I’m new to elixir and trying to follow best practices by exposing my Public API through context modules.

Imagine I have a simple ecto schema like this:

# lib/businesses/business_schema.ex

defmodule Business.BusinessSchema do
  use Ecto.Schema
  
  schema "businesses" do
    field :name, :string
    field :status, :string
    # other fields...
  end
end

And then I have a context module like that uses the schema:

# lib/businesses_context.ex

defmodule BusinessContext do
  alias Business.BusinessSchema
  
  # Context functions
  def get_business(id), do: # implementation...
  def list_businesses(), do: # implementation...
  # other functions...
end

I want all other parts of my app to be able to pattern match on the schema, but I don’t want to expose the schema to the outside world. (edit: by outside world, I just mean the code outside of the lib/app_name folder. So that the contexts are the public api for the app)

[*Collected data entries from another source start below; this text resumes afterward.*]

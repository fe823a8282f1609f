use std::collections::VecDeque;
use std::sync::Mutex;

use super::event::Notification;
use super::metrics::{compute_snapshot, TelemetrySnapshot};
use super::sink::NotificationSink;

const MAX_EVENTS: usize = 10_000;

/// Bounded in-memory log of published notifications.
#[derive(Debug)]
pub struct TelemetryRecorder {
    buffer: Mutex<VecDeque<Notification>>,
}

impl TelemetryRecorder {
    pub fn new() -> Self {
        Self {
            buffer: Mutex::new(VecDeque::with_capacity(MAX_EVENTS)),
        }
    }

    pub fn record(&self, event: Notification) {
        let mut buffer = match self.buffer.lock() {
            Ok(guard) => guard,
            Err(poisoned) => poisoned.into_inner(),
        };
        if buffer.len() >= MAX_EVENTS {
            buffer.pop_front();
        }
        buffer.push_back(event);
    }

    pub fn events(&self) -> Vec<Notification> {
        match self.buffer.lock() {
            Ok(guard) => guard.iter().cloned().collect(),
            Err(poisoned) => poisoned.into_inner().iter().cloned().collect(),
        }
    }

    pub fn snapshot(&self) -> TelemetrySnapshot {
        // Delegate to pure functional metrics module
        match self.buffer.lock() {
            Ok(guard) => compute_snapshot(&guard),
            Err(poisoned) => compute_snapshot(&poisoned.into_inner()),
        }
    }

    pub fn clear(&self) {
        if let Ok(mut guard) = self.buffer.lock() {
            guard.clear();
        }
    }
}

impl Default for TelemetryRecorder {
    fn default() -> Self {
        Self::new()
    }
}

impl NotificationSink for TelemetryRecorder {
    fn publish(&self, notification: &Notification) {
        self.record(notification.clone());
    }
}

For example I want to be able to do this

# lib/some_module.ex
defmodule SomeModule do
  alias BusinessContext

  def some_function(%BusinessSchema{} = business) do # <---- I want to be able to do this
    # do something with the business
  end
end

This seems to work but feels clunky.

# lib/businesses_context.ex
defmodule BusinessContext do
  alias Business.BusinessSchema

  def business_schema_type, do: BusinessSchema
  
  # Context functions
  def get_business(id), do: # implementation...
  def list_businesses(), do: # implementation...
  # other functions...
end

# lib/some_module.ex
defmodule SomeModule do
  alias BusinessContext
  @business_schema_type BusinessContext.business_schema_type()

  def some_function(%@business_schema_type{} = business) do # <---- This works
    # do something with the business
  end
end

Is there a better way to do this?

What specifically are you aiming to achieve by “hiding” the schema?

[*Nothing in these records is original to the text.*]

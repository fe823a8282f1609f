use rand::rngs::StdRng;
use rand::seq::SliceRandom;
use rand::SeedableRng;
use serde::{Deserialize, Serialize};

use crate::config::{ConfigError, PhraseBook};

#[derive(Debug, Clone, Copy, PartialEq, Eq, Hash, Serialize, Deserialize)]
pub enum PhraseCategory {
    Greeting,
    Farewell,
    Failure,
    Error,
}

impl PhraseCategory {
    pub const ALL: [PhraseCategory; 4] = [
        PhraseCategory::Greeting,
        PhraseCategory::Farewell,
        PhraseCategory::Failure,
        PhraseCategory::Error,
    ];

    pub fn name(&self) -> &'static str {
        match self {
            PhraseCategory::Greeting => "greeting",
            PhraseCategory::Farewell => "farewell",
            PhraseCategory::Failure => "failure",
            PhraseCategory::Error => "error",
        }
    }
}

/// Uniform random choice over fixed, non-empty phrase lists.
#[derive(Debug)]
pub struct PhrasePicker {
    book: PhraseBook,
    rng: StdRng,
}

impl PhrasePicker {
    /// Rejects a book with an empty category.
    pub fn new(book: PhraseBook) -> Result<Self, ConfigError> {
        Self::with_rng(book, StdRng::from_entropy())
    }

    pub fn with_seed(book: PhraseBook, seed: u64) -> Result<Self, ConfigError> {
        Self::with_rng(book, StdRng::seed_from_u64(seed))
    }

    fn with_rng(book: PhraseBook, rng: StdRng) -> Result<Self, ConfigError> {
        book.validate()?;
        Ok(Self { book, rng })
    }

    pub fn phrases(&self, category: PhraseCategory) -> &[String] {
        self.book.list(category)
    }

    pub fn pick(&mut self, category: PhraseCategory) -> String {
        // Lists are validated non-empty at construction.
        self.book
            .list(category)
            .choose(&mut self.rng)
            .cloned()
            .unwrap_or_default()
    }
}

#[cfg(test)]
mod tests {
    use super::*;
    use std::collections::HashMap;

    #[test]
    fn pick_covers_every_phrase() {
        let mut picker = PhrasePicker::with_seed(PhraseBook::default(), 7).unwrap();
        let expected = picker.phrases(PhraseCategory::Greeting).to_vec();

        let mut seen: HashMap<String, usize> = HashMap::new();
        for _ in 0..2000 {
            *seen.entry(picker.pick(PhraseCategory::Greeting)).or_default() += 1;
        }

        assert_eq!(seen.len(), expected.len());
        for phrase in expected {
            assert!(seen[&phrase] > 2000 / 20, "'{}' picked too rarely", phrase);
        }
    }

    #[test]
    fn empty_category_is_rejected() {
        let mut book = PhraseBook::default();
        book.farewell.clear();
        assert!(PhrasePicker::new(book).is_err());
    }
}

Phrased another way, what’s some code you want to prohibit being written in your application?

FWIW, the module-attribute approach you’ve shown will produce identical BEAM bytecode (to check __struct__ == Business.BusinessSchema) as one that directly references BusinessSchema :man_shrugging:

Thanks for the reply. I was thinking of the contexts as the public API for the app and that it could be nice to not allow LiveViews, for example, to alias the schema directly itself and instead have to get the schema struct from the context. That just feels like a cleaner boundary context boundary to me.

But I was looking at the new phoenix 1.8 gen.auth and saw that the live views just alias the struct directly, no I guess thats the way things are done.

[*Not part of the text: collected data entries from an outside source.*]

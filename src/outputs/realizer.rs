use std::sync::LazyLock;

use regex::Regex;

static TAG: LazyLock<Regex> =
    LazyLock::new(|| Regex::new(r"<[^<>]*>").expect("tag pattern is a valid literal"));

/// Removes markup tags, keeping the text between them.
pub fn strip_tags(text: &str) -> String {
    TAG.replace_all(text, "").into_owned()
}

/// Cuts to at most `max_chars` characters, never inside a char.
pub fn truncate_chars(text: &str, max_chars: usize) -> String {
    match text.char_indices().nth(max_chars) {
        Some((byte_idx, _)) => text[..byte_idx].to_string(),
        None => text.to_string(),
    }
}

/// Tags stripped first, then truncated.
pub fn clean_answer(text: &str, max_chars: usize) -> String {
    truncate_chars(strip_tags(text).trim(), max_chars)
}

/// PURE FUNCTION: the spoken form of an answer.
/// A pipeline preamble template replaces the raw answer when configured.
pub fn realize_answer(
    question: &str,
    answer: &str,
    template: Option<&str>,
    max_chars: usize,
) -> String {
    let answer = clean_answer(answer, max_chars);
    match template {
        Some(template) => template
            .replace("{question}", question.trim())
            .replace("{answer}", &answer),
        None => answer,
    }
}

There is just not that much of a benefit by trying to hide it or making an indirection layer – the latter approach is used in really big apps where the data flying around between many UIs and middle-end code starts to dramatically differ from the shape of the data in the database, so there these transformations and having authoritative “middle-manager structs” actually do make a lot of practical sense.

But in your cause it seems a bit like paranoia. You might want to just namespace your API with /v1 and leave yourself room to change your mind in the future with /v2 and /v3 etc.

Or, you could consider making your endpoints GraphQL and allow your client apps to pick and choose what pieces of data they want returned.

Haha, paranoia probably isn’t far off. I think I was going a bit overboard. Thanks.